***** Extracted data *****

//! Reqwest-based implementation of the `HttpTransport` trait.
//!
//! Keeps one `reqwest::Client` per egress proxy. Redirects are disabled so
//! the dispatcher can absorb `Set-Cookie` headers from every hop.

use std::collections::HashMap;

use async_trait::async_trait;
use reqwest::{Client, ClientBuilder, redirect::Policy};
use tokio::sync::Mutex;

use super::{HttpTransport, TransportError, TransportRequest, TransportResponse};
use crate::auth::CertificateBundle;

/// Reqwest-backed transport, optionally presenting a client certificate.
pub struct ReqwestTransport {
    user_agent: String,
    certificate: Option<CertificateBundle>,
    clients: Mutex<HashMap<Option<String>, Client>>,
}

impl ReqwestTransport {
    pub fn new(user_agent: impl Into<String>) -> Self {
        Self {
            user_agent: user_agent.into(),
            certificate: None,
            clients: Mutex::new(HashMap::new()),
        }
    }

    /// Presents `bundle` during the TLS handshake (mutual TLS).
    pub fn with_certificate(mut self, bundle: CertificateBundle) -> Self {
        self.certificate = Some(bundle);
        self
    }

    async fn client(&self, proxy: Option<&str>) -> Result<Client, TransportError> {
        let mut guard = self.clients.lock().await;
        let key = proxy.map(str::to_string);
        if let Some(client) = guard.get(&key) {
            return Ok(client.clone());
        }

        let mut builder = Client::builder()
            .redirect(Policy::none())
            .user_agent(self.user_agent.as_str());

        if let Some(endpoint) = proxy {
            let proxy = reqwest::Proxy::all(endpoint)
                .map_err(|err| TransportError::Connect(format!("invalid proxy {endpoint}: {err}")))?;
            builder = builder.proxy(proxy);
        }

        if let Some(ref bundle) = self.certificate {
            builder = apply_identity(builder, bundle)?;
        }

        let client = builder
            .build()
            .map_err(|err| TransportError::Tls(err.to_string()))?;
        guard.insert(key, client.clone());
        Ok(client)
    }
}

#[async_trait]
impl HttpTransport for ReqwestTransport {
    async fn send(&self, request: TransportRequest) -> Result<TransportResponse, TransportError> {
        let client = self.client(request.proxy.as_deref()).await?;

        let mut builder = client
            .request(request.method, request.url)
            .headers(request.headers);
        if let Some(ref fields) = request.form {
            builder = builder.form(fields);
        }
        if let Some(timeout) = request.timeout {
            builder = builder.timeout(timeout);
        }

        let response = builder.send().await.map_err(|err| map_error(err, request.timeout))?;

        let status = response.status().as_u16();
        let headers = response.headers().clone();
        let url = response.url().clone();
        let body = response
            .bytes()
            .await
            .map_err(|err| map_error(err, request.timeout))?;

        Ok(TransportResponse {
            status,
            headers,
            body,
            url,
        })
    }
}

fn map_error(err: reqwest::Error, timeout: Option<std::time::Duration>) -> TransportError {
    if err.is_timeout() {
        TransportError::Timeout(timeout.unwrap_or_default())
    } else if err.is_connect() {
        TransportError::Connect(err.to_string())
    } else {
        TransportError::Other(err.to_string())
    }
}

#[cfg(feature = "certificate")]
fn apply_identity(
    builder: ClientBuilder,
    bundle: &CertificateBundle,
) -> Result<ClientBuilder, TransportError> {
    let identity = bundle
        .identity()
        .map_err(|err| TransportError::Tls(err.to_string()))?;
    Ok(builder.identity(identity))
}

#[cfg(not(feature = "certificate"))]
fn apply_identity(
    _builder: ClientBuilder,
    _bundle: &CertificateBundle,
) -> Result<ClientBuilder, TransportError> {
    Err(TransportError::Tls(
        "client certificates require the `certificate` feature".into(),
    ))
}
//! Exponential backoff with jitter for the retry orchestrator.

use std::time::Duration;

use crate::error::ScraperError;

/// Delay schedule between attempts of one logical operation.
#[derive(Debug, Clone)]
pub struct BackoffPolicy {
    base: Duration,
    max: Duration,
    variance_pct: f64,
}

impl BackoffPolicy {
    pub fn new(base: Duration, max: Duration) -> Self {
        Self {
            base,
            max: max.max(base),
            variance_pct: 0.5,
        }
    }

    /// Total jitter band as a fraction of the computed delay (0.5 = ±25 %).
    pub fn with_variance(mut self, variance_pct: f64) -> Self {
        self.variance_pct = variance_pct.clamp(0.0, 1.0);
        self
    }

    /// Delay before attempt `failed_attempt + 1`, for a 1-based attempt count.
    pub fn delay_for(&self, failed_attempt: u32) -> Duration {
        let exponent = failed_attempt.saturating_sub(1).min(16) as i32;
        let max = self.max.as_secs_f64();
        let mut delay = (self.base.as_secs_f64() * 2f64.powi(exponent)).min(max);

        let variance = delay * self.variance_pct;
        let jitter = rand::random::<f64>() * variance - (variance / 2.0);
        delay = (delay + jitter).clamp(0.0, max);
        Duration::from_secs_f64(delay)
    }

    /// Like [`delay_for`](Self::delay_for), stretched for upstream throttling:
    /// the server's `Retry-After` is added when known, otherwise the delay
    /// doubles. `None` when the server asks to wait longer than the maximum
    /// backoff; the caller gives up instead of sleeping.
    pub fn delay_after(&self, failed_attempt: u32, error: &ScraperError) -> Option<Duration> {
        let delay = self.delay_for(failed_attempt);
        match error {
            ScraperError::RateLimit {
                retry_after: Some(wait),
            } if *wait > self.max => None,
            ScraperError::RateLimit {
                retry_after: Some(wait),
            } => Some(delay.saturating_add(*wait)),
            ScraperError::RateLimit { retry_after: None } => Some(delay.saturating_mul(2)),
            _ => Some(delay),
        }
    }
}

impl Default for BackoffPolicy {
    fn default() -> Self {
        Self::new(Duration::from_secs(1), Duration::from_secs(30))
    }
}
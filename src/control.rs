//! Control-plane startup: trust material, credentials and join tokens.
//!
//! [`prepare`] runs once, sequentially, before the listener starts.

use std::net::IpAddr;

use anyhow::{Context, Result};
use tracing::info;

use crate::certs::{self, ApiServerNames, Authorities};
use crate::config::ControlSettings;
use crate::kv::{EtcdGatewayClient, KvStore, MemoryStore};
use crate::passwd::Passwd;
use crate::paths::ControlPaths;
use crate::replicate::{self, BootstrapReplicator, ChangedAuthorities, Direction};
use crate::router::{ROLE_AGENT, ROLE_SERVER};
use crate::{fs_util, server, token};

const ROLE_MASTERS: &str = "system:masters";
const SECRET_BYTES: usize = 16;
const IPSEC_PSK_BYTES: usize = 48;

/// Everything later stages need from a prepared control plane.
#[derive(Debug, Clone)]
pub struct ControlRuntime {
    pub paths: ControlPaths,
    pub authorities: Authorities,
    /// `server:<secret>`, used by agents and joining servers.
    pub agent_token: String,
    /// `admin:<secret>`.
    pub client_token: String,
    pub ipsec_psk: String,
}

impl ControlRuntime {
    /// The join token written to `node-token`.
    #[must_use]
    pub fn node_token(&self) -> String {
        let secret = self
            .agent_token
            .split_once(':')
            .map_or(self.agent_token.as_str(), |(_, secret)| secret);
        token::format(secret, Some(self.authorities.server.cert_pem().as_bytes()))
    }
}

/// Prepares the data directory, replicating through the configured
/// key-value service when the bootstrap mode allows it.
///
/// # Errors
/// Returns an error if any fatal step fails: key-value transport, malformed
/// bootstrap data, certificate generation or credential files.
pub async fn prepare(settings: &ControlSettings) -> Result<ControlRuntime> {
    let mode = &settings.bootstrap.mode;
    let backend = &settings.storage.backend;
    let wants_store = replicate::permitted(mode, backend, Direction::Fetch)
        || replicate::permitted(mode, backend, Direction::Store);
    if !wants_store {
        return prepare_with::<MemoryStore>(settings, None).await;
    }

    let client = EtcdGatewayClient::connect(
        &settings.storage.endpoints,
        &settings.storage.tls(),
        settings.dial_timeout()?,
    )
    .await
    .context("failed to connect to key-value store")?;
    prepare_with(settings, Some(&BootstrapReplicator::new(client))).await
}

/// [`prepare`] against an explicit replicator, if any.
///
/// # Errors
/// See [`prepare`].
pub async fn prepare_with<S: KvStore>(
    settings: &ControlSettings,
    replicator: Option<&BootstrapReplicator<S>>,
) -> Result<ControlRuntime> {
    let paths = ControlPaths::new(&settings.data_dir);
    for dir in [&paths.data_dir, &paths.tls_dir, &paths.cred_dir] {
        fs_util::ensure_secrets_dir(dir).await?;
    }

    let mode = &settings.bootstrap.mode;
    let backend = &settings.storage.backend;
    let mut replaced = ChangedAuthorities::default();
    if let Some(replicator) = replicator
        && replicate::permitted(mode, backend, Direction::Fetch)
    {
        replaced = replicator
            .fetch(&paths)
            .await
            .context("failed to fetch bootstrap data")?
            .unwrap_or_default();
    }

    let names = ApiServerNames {
        listen_port: settings.listen_port,
        service_ip: settings.first_service_ip()?,
        sans: settings.sans.clone(),
    };
    let authorities = certs::generate_all(&paths, &names, replaced)
        .await
        .context("failed to generate certificates")?;
    certs::ensure_service_key(&paths.service_key).await?;
    server::ensure_serving_cert(
        authorities.server_regenerated,
        &authorities.server,
        &paths.serving_listener,
        &listener_addresses(settings),
        &settings.sans,
    )
    .await
    .context("failed to issue listener certificate")?;

    gen_users(settings, &paths).await?;
    let ipsec_psk = ensure_ipsec_psk(&paths).await?;

    if let Some(replicator) = replicator
        && replicate::permitted(mode, backend, Direction::Store)
    {
        replicator
            .store(&paths)
            .await
            .context("failed to store bootstrap data")?;
    }

    let (agent_token, client_token) = read_tokens(&paths).await?;
    let runtime = ControlRuntime {
        paths,
        authorities,
        agent_token,
        client_token,
        ipsec_psk,
    };
    fs_util::write_secret(
        &runtime.paths.node_token,
        format!("{}\n", runtime.node_token()),
    )
    .await?;
    info!("Wrote join token to {}", runtime.paths.node_token.display());
    Ok(runtime)
}

fn listener_addresses(settings: &ControlSettings) -> Vec<IpAddr> {
    [&settings.bind_address, &settings.advertise_ip]
        .into_iter()
        .filter_map(|addr| addr.parse().ok())
        .collect()
}

/// Ensures the `admin`, `node` and `server` users exist.
///
/// A table holding only a legacy `node` entry is migrated by giving
/// `server` the node secret. The configured token replaces the server
/// secret; the agent token, or else the server secret, becomes the node
/// secret. Tokens in `K10` form must match the local server CA.
///
/// # Errors
/// Returns an error if a token belongs to another CA, or the credential
/// file is malformed or cannot be written.
pub async fn gen_users(settings: &ControlSettings, paths: &ControlPaths) -> Result<()> {
    let mut passwd = Passwd::read(&paths.passwd_file).await?;

    if passwd.pass("server").is_none()
        && let Some(node) = passwd.pass("node").map(ToString::to_string)
    {
        info!("Migrating node password to server password");
        passwd.ensure_user("server", ROLE_SERVER, &node)?;
    }

    let server_secret = if settings.token.is_empty() {
        match passwd.pass("server") {
            Some(existing) => existing.to_string(),
            None => token::random(SECRET_BYTES)?,
        }
    } else {
        configured_secret(&settings.token, "server", paths).await?
    };
    passwd.ensure_user("server", ROLE_SERVER, &server_secret)?;

    let node_secret = if settings.agent_token.is_empty() {
        passwd
            .pass("server")
            .map(ToString::to_string)
            .context("server password missing after generation")?
    } else {
        configured_secret(&settings.agent_token, "node", paths).await?
    };
    passwd.ensure_user("node", ROLE_AGENT, &node_secret)?;
    passwd.ensure_user("admin", ROLE_MASTERS, "")?;

    passwd
        .write(&paths.passwd_file)
        .await
        .with_context(|| format!("failed to write {}", paths.passwd_file.display()))
}

/// Reduces a configured token to the bare secret for `username`.
async fn configured_secret(value: &str, username: &str, paths: &ControlPaths) -> Result<String> {
    if !value.starts_with(token::TOKEN_PREFIX) {
        return Ok(value.to_string());
    }
    let ca = fs_util::read(&paths.server_ca.cert).await?;
    let secret = token::validate(value, &ca)
        .with_context(|| format!("{username} token does not belong to this cluster"))?;
    let secret = secret
        .strip_prefix(username)
        .and_then(|rest| rest.strip_prefix(':'))
        .unwrap_or(secret.as_str());
    Ok(secret.to_string())
}

/// Recovers `(agent_token, client_token)` from the credential file.
///
/// # Errors
/// Returns an error if the file is unreadable or lacks the needed users.
pub async fn read_tokens(paths: &ControlPaths) -> Result<(String, String)> {
    let passwd = Passwd::read(&paths.passwd_file).await?;
    let agent_token = passwd
        .pass("server")
        .map(|secret| format!("server:{secret}"))
        .or_else(|| passwd.pass("node").map(|secret| format!("node:{secret}")))
        .context("no server or node user in credential file")?;
    let client_token = passwd
        .pass("admin")
        .map(|secret| format!("admin:{secret}"))
        .context("no admin user in credential file")?;
    Ok((agent_token, client_token))
}

async fn ensure_ipsec_psk(paths: &ControlPaths) -> Result<String> {
    if let Some(existing) = fs_util::read_optional(&paths.ipsec_key).await? {
        let existing = String::from_utf8_lossy(&existing).trim().to_string();
        if !existing.is_empty() {
            return Ok(existing);
        }
    }
    let psk = token::random(IPSEC_PSK_BYTES)?;
    fs_util::write_secret(&paths.ipsec_key, format!("{psk}\n")).await?;
    info!("Generated IPsec pre-shared key");
    Ok(psk)
}
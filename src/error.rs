use std::path::{Path, PathBuf};

/// Failure classes of the trust bootstrap.
///
/// `Config` problems only disable the feature that hit them. `Crypto`,
/// `Transport`, `Bundle` and `Io` abort control-plane startup. `Auth` and
/// `InvalidInput` reject a single request.
#[derive(Debug, thiserror::Error)]
pub enum BootstrapError {
    #[error("configuration error: {0}")]
    Config(String),

    #[error("crypto error: {0}")]
    Crypto(String),

    #[error("authentication failed: {0}")]
    Auth(String),

    #[error("key-value transport error: {0}")]
    Transport(String),

    #[error("malformed bootstrap data: {0}")]
    Bundle(String),

    #[error("invalid input: {0}")]
    InvalidInput(String),

    #[error("invalid credential file {path}: {reason}")]
    Credential { path: PathBuf, reason: String },

    #[error("invalid join token: {0}")]
    Token(String),

    #[error("{context} {path}: {source}")]
    Io {
        context: &'static str,
        path: PathBuf,
        #[source]
        source: std::io::Error,
    },
}

pub type Result<T, E = BootstrapError> = std::result::Result<T, E>;

impl BootstrapError {
    pub(crate) fn io(context: &'static str, path: &Path, source: std::io::Error) -> Self {
        Self::Io {
            context,
            path: path.to_path_buf(),
            source,
        }
    }

    pub(crate) fn crypto(context: &str, err: impl std::fmt::Display) -> Self {
        Self::Crypto(format!("{context}: {err}"))
    }

    /// Returns true when the error must abort control-plane startup.
    #[must_use]
    pub fn is_fatal(&self) -> bool {
        !matches!(self, Self::Config(_) | Self::Auth(_) | Self::InvalidInput(_))
    }
}

#[cfg(test)]
mod tests {
    use super::*;

    #[test]
    fn test_request_scoped_errors_are_not_fatal() {
        assert!(!BootstrapError::Config("bad mode".to_string()).is_fatal());
        assert!(!BootstrapError::Auth("mismatch".to_string()).is_fatal());
        assert!(!BootstrapError::InvalidInput("comma".to_string()).is_fatal());
        assert!(BootstrapError::Bundle("bad json".to_string()).is_fatal());
        assert!(BootstrapError::Transport("refused".to_string()).is_fatal());
        assert!(BootstrapError::Crypto("bad key".to_string()).is_fatal());
    }

    #[test]
    fn test_io_error_includes_path() {
        let err = BootstrapError::io(
            "Failed to read",
            Path::new("/tmp/missing.crt"),
            std::io::Error::from(std::io::ErrorKind::NotFound),
        );
        assert!(err.to_string().contains("/tmp/missing.crt"));
    }
}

*****

Lines that contain "when" are the result; find them in the entries above and copy each one.

    /// the server's `Retry-After` is added when known, otherwise the delay
    /// doubles. `None` when the server asks to wait longer than the maximum
/// key-value service when the bootstrap mode allows it.
    /// Returns true when the error must abort control-plane startup.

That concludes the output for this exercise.